What vitamin do we need in amounts up to 25 times higher than the government recommends for us to be healthy?

What vitamin deficiency affects over half of the population, is almost never diagnosed, and has been linked to many cancers, high blood pressure, heart disease, diabetes, depression, fibromyalgia, chronic muscle pain, bone loss, and autoimmune diseases like multiple sclerosis?

What vitamin is almost totally absent from our food supply?

What vitamin is the hidden cause of so much suffering that is so easy to treat?

The answer to all of these questions is vitamin D.

Over the last 10 years of my practice, my focus has been to discover what the body needs to function optimally. And I have become more interested in the role of specific nutrients as the years have passed.

Two recent studies in the journal Pediatrics found that 70 percent of American kids aren't getting enough vitamin D, and this puts them at higher risk of obesity, diabetes, high blood pressure, and lower levels of good cholesterol. Low vitamin D levels also may increase a child's risk of developing heart disease later in life.

Overall, 7.6 million, or 9 percent, of U.S. children were vitamin-D deficient, and another 50.8 million, or 61 percent, had insufficient levels of this important vitamin in their blood.

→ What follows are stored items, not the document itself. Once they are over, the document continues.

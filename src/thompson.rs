//! Beta posteriors and Thompson draws.
//!
//! Each variant's click-through rate is modelled as `Beta(alpha, beta)` with
//! the conjugate update `alpha = alpha_prior + clicks`,
//! `beta = beta_prior + (impressions - clicks)`.
//!
//! Notes:
//! - Sampling takes the random source as an argument; nothing here owns an RNG.
//! - Iteration follows variant name order, so a seeded RNG reproduces draws exactly.

use rand::Rng;
use rand_distr::{Beta, Distribution};
use std::collections::BTreeMap;

use crate::{Allocation, AllocationConfig, VariantObservation};

/// Beta posterior for one variant.
#[derive(Debug, Clone, Copy, PartialEq)]
#[cfg_attr(feature = "serde", derive(serde::Serialize, serde::Deserialize))]
pub struct BetaPosterior {
    pub alpha: f64,
    pub beta: f64,
}

impl BetaPosterior {
    /// Conjugate update of the configured prior with observed clicks/failures.
    pub fn from_observation(obs: &VariantObservation, cfg: &AllocationConfig) -> Self {
        Self {
            alpha: cfg.alpha_prior + obs.clicks as f64,
            beta: cfg.beta_prior + obs.failures() as f64,
        }
    }

    /// Posterior mean `alpha / (alpha + beta)`.
    pub fn expected_value(&self) -> f64 {
        let denom = self.alpha + self.beta;
        if denom <= 0.0 || !denom.is_finite() {
            0.5
        } else {
            self.alpha / denom
        }
    }

    /// Draw one `theta ~ Beta(alpha, beta)`.
    ///
    /// Invalid parameters fall back to the posterior mean rather than panicking.
    pub fn sample<R: Rng + ?Sized>(&self, rng: &mut R) -> f64 {
        if !(self.alpha.is_finite() && self.beta.is_finite()) || self.alpha <= 0.0 || self.beta <= 0.0
        {
            return self.expected_value();
        }
        match Beta::new(self.alpha, self.beta) {
            Ok(dist) => dist.sample(rng),
            Err(_) => self.expected_value(),
        }
    }
}

/// Posteriors for every variant, keyed by name.
pub fn posteriors(
    variants: &[VariantObservation],
    cfg: &AllocationConfig,
) -> BTreeMap<String, BetaPosterior> {
    variants
        .iter()
        .map(|v| (v.name.clone(), BetaPosterior::from_observation(v, cfg)))
        .collect()
}

/// One Thompson draw per variant, in name order.
pub fn sample_thetas<R: Rng + ?Sized>(
    posteriors: &BTreeMap<String, BetaPosterior>,
    rng: &mut R,
) -> BTreeMap<String, f64> {
    posteriors
        .iter()
        .map(|(name, p)| (name.clone(), p.sample(rng)))
        .collect()
}

/// Turn sampled thetas into a probability simplex: `theta_i / sum(theta)`.
///
/// Returns `None` when the sum is not positive and finite.
pub fn raw_allocation(thetas: &BTreeMap<String, f64>) -> Option<Allocation> {
    let total: f64 = thetas.values().sum();
    if thetas.is_empty() || !total.is_finite() || total <= 0.0 {
        return None;
    }
    Some(thetas.iter().map(|(k, &t)| (k.clone(), t / total)).collect())
}
//! Exploration floor and daily-shift cap.
//!
//! Both stages are pure: they take a full allocation snapshot and return a new
//! one, plus notes for anything they changed.

use crate::{Allocation, AllocationNote};

/// Output of a guardrail stage.
#[derive(Debug, Clone, PartialEq)]
pub struct GuardrailDecision {
    /// Allocation after the stage ran.
    pub allocation: Allocation,
    /// What the stage changed (empty if nothing).
    pub notes: Vec<AllocationNote>,
}

impl GuardrailDecision {
    fn unchanged(alloc: &Allocation) -> Self {
        Self {
            allocation: alloc.clone(),
            notes: Vec::new(),
        }
    }
}

/// Blend each share with the uniform split:
/// `(1 - rate) * share + rate / N`.
///
/// Every variant keeps at least `rate / N` of traffic (before later stages).
/// `rate` is expected in `[0, 1]`; it is clamped defensively.
pub fn apply_exploration_floor(alloc: &Allocation, rate: f64) -> GuardrailDecision {
    if alloc.is_empty() || rate <= 0.0 {
        return GuardrailDecision::unchanged(alloc);
    }
    let rate = rate.min(1.0);
    let uniform = 1.0 / alloc.len() as f64;
    GuardrailDecision {
        allocation: alloc.map_shares(|_, share| (1.0 - rate) * share + rate * uniform),
        notes: vec![AllocationNote::ExplorationBlended { rate }],
    }
}

/// Bound each share to `previous ± max_shift`.
///
/// Semantics:
/// - `previous = None` disables the cap.
/// - Variants missing from `previous` are left uncapped (and noted).
/// - Entries in `previous` for unknown variants are ignored.
pub fn apply_daily_shift_cap(
    alloc: &Allocation,
    previous: Option<&Allocation>,
    max_shift: f64,
) -> GuardrailDecision {
    let Some(previous) = previous else {
        return GuardrailDecision::unchanged(alloc);
    };

    let mut notes = Vec::new();
    let allocation = alloc.map_shares(|name, proposed| {
        let Some(prev) = previous.get(name) else {
            notes.push(AllocationNote::PreviousShareMissing {
                variant: name.to_string(),
            });
            return proposed;
        };
        let shift = proposed - prev;
        if shift.abs() <= max_shift {
            return proposed;
        }
        let capped = if shift > 0.0 {
            prev + max_shift
        } else {
            prev - max_shift
        };
        tracing::debug!(variant = name, prev, proposed, capped, "daily shift capped");
        notes.push(AllocationNote::DailyShiftCapped {
            variant: name.to_string(),
            previous: prev,
            proposed,
            capped,
        });
        capped
    });

    GuardrailDecision { allocation, notes }
}

#[cfg(test)]
mod tests {
    use super::*;

    fn alloc(pairs: &[(&str, f64)]) -> Allocation {
        pairs.iter().map(|&(k, v)| (k, v)).collect()
    }

    #[test]
    fn exploration_off_returns_input() {
        let a = alloc(&[("a", 0.9), ("b", 0.1)]);
        let d = apply_exploration_floor(&a, 0.0);
        assert_eq!(d.allocation, a);
        assert!(d.notes.is_empty());
    }

    #[test]
    fn exploration_blends_toward_uniform() {
        let a = alloc(&[("a", 1.0), ("b", 0.0)]);
        let d = apply_exploration_floor(&a, 0.2);
        assert!((d.allocation.get("a").unwrap() - 0.9).abs() < 1e-12);
        assert!((d.allocation.get("b").unwrap() - 0.1).abs() < 1e-12);
        assert!((d.allocation.total() - 1.0).abs() < 1e-12);
    }

    #[test]
    fn full_exploration_is_uniform() {
        let a = alloc(&[("a", 0.7), ("b", 0.2), ("c", 0.1)]);
        let d = apply_exploration_floor(&a, 1.0);
        for (_, &v) in d.allocation.iter() {
            assert!((v - 1.0 / 3.0).abs() < 1e-12);
        }
    }

    #[test]
    fn shift_cap_without_previous_is_a_no_op() {
        let a = alloc(&[("a", 0.9), ("b", 0.1)]);
        let d = apply_daily_shift_cap(&a, None, 0.1);
        assert_eq!(d.allocation, a);
        assert!(d.notes.is_empty());
    }

    #[test]
    fn shift_cap_clamps_both_directions() {
        let a = alloc(&[("a", 0.9), ("b", 0.1)]);
        let prev = alloc(&[("a", 0.5), ("b", 0.5)]);
        let d = apply_daily_shift_cap(&a, Some(&prev), 0.1);
        assert!((d.allocation.get("a").unwrap() - 0.6).abs() < 1e-12);
        assert!((d.allocation.get("b").unwrap() - 0.4).abs() < 1e-12);
        assert_eq!(d.notes.len(), 2);
    }

    #[test]
    fn shift_within_cap_is_untouched() {
        let a = alloc(&[("a", 0.55), ("b", 0.45)]);
        let prev = alloc(&[("a", 0.5), ("b", 0.5)]);
        let d = apply_daily_shift_cap(&a, Some(&prev), 0.1);
        assert_eq!(d.allocation, a);
        assert!(d.notes.is_empty());
    }

    #[test]
    fn missing_previous_share_is_left_uncapped() {
        let a = alloc(&[("a", 0.2), ("new", 0.8)]);
        let prev = alloc(&[("a", 0.5), ("retired", 0.5)]);
        let d = apply_daily_shift_cap(&a, Some(&prev), 0.1);
        assert!((d.allocation.get("a").unwrap() - 0.4).abs() < 1e-12);
        assert_eq!(d.allocation.get("new"), Some(0.8));
        assert!(!d.allocation.contains("retired"));
        assert!(d.notes.contains(&AllocationNote::PreviousShareMissing {
            variant: "new".to_string()
        }));
    }
}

Over the last 5 years, I have tested almost every patient in my practice for vitamin D deficiency, and I have been shocked by the results. What’s even more amazing is what happens when my patients' vitamin D status reaches optimal levels. Having witnessed these changes, there's no doubt in my mind: vitamin D is an incredible asset to your health.

6 Tips for Getting the Right Amount of Vitamin D

Unless you're spending all your time at the beach, eating 30 ounces of wild salmon a day, or downing 10 tablespoons of cod liver oil a day, supplementing with vitamin D is essential. The exact amount needed to get your blood levels to the optimal range (100 to160 nmol/L) will vary depending on your age, how far north you live, how much time you spend in the sun, and even the time of the year. But once you reach optimal levels, you'll be amazed at the results.

For example, one study found that vitamin D supplementation could reduce the risk of getting type 1 diabetes by 80 percent. In the Nurses' Health Study (a study of more than 130,000 nurses over 3 decades), vitamin D supplementation reduced the risk of multiple sclerosis by 40 percent.

I've seen many patients with chronic muscle aches and pains and fibromyalgia who are vitamin D deficient — a phenomenon that's been documented in studies. Their symptoms improve when they are treated with vitamin D.

Finally, vitamin D has been shown to help prevent and treat osteoporosis. In fact, it's even more important than calcium. That's because your body needs vitamin D to be able to properly absorb calcium. Without adequate levels of vitamin D, the intestine absorbs only 10 to 15 percent of dietary calcium. Research shows that the bone-protective benefits of vitamin D keep increasing with the dose.

So here is my advice for getting optimal levels of vitamin D:

    1. Get tested for 25 OH vitamin D. The current ranges for "normal" are 25 to 137 nmol/L or 10 to 55 ng/ml. These are fine if you want to prevent rickets — but NOT for optimal health. In that case, the range should be 100 to 160 nmol/L or 40 to 65 ng/ml. In the future, we may raise this "optimal" level even higher.

    2. Take the right type of vitamin D. The only active form of vitamin D is vitamin D3 (cholecalciferol). Look for this type. Many vitamins and prescriptions of vitamin D have vitamin D2 — which is not biologically active.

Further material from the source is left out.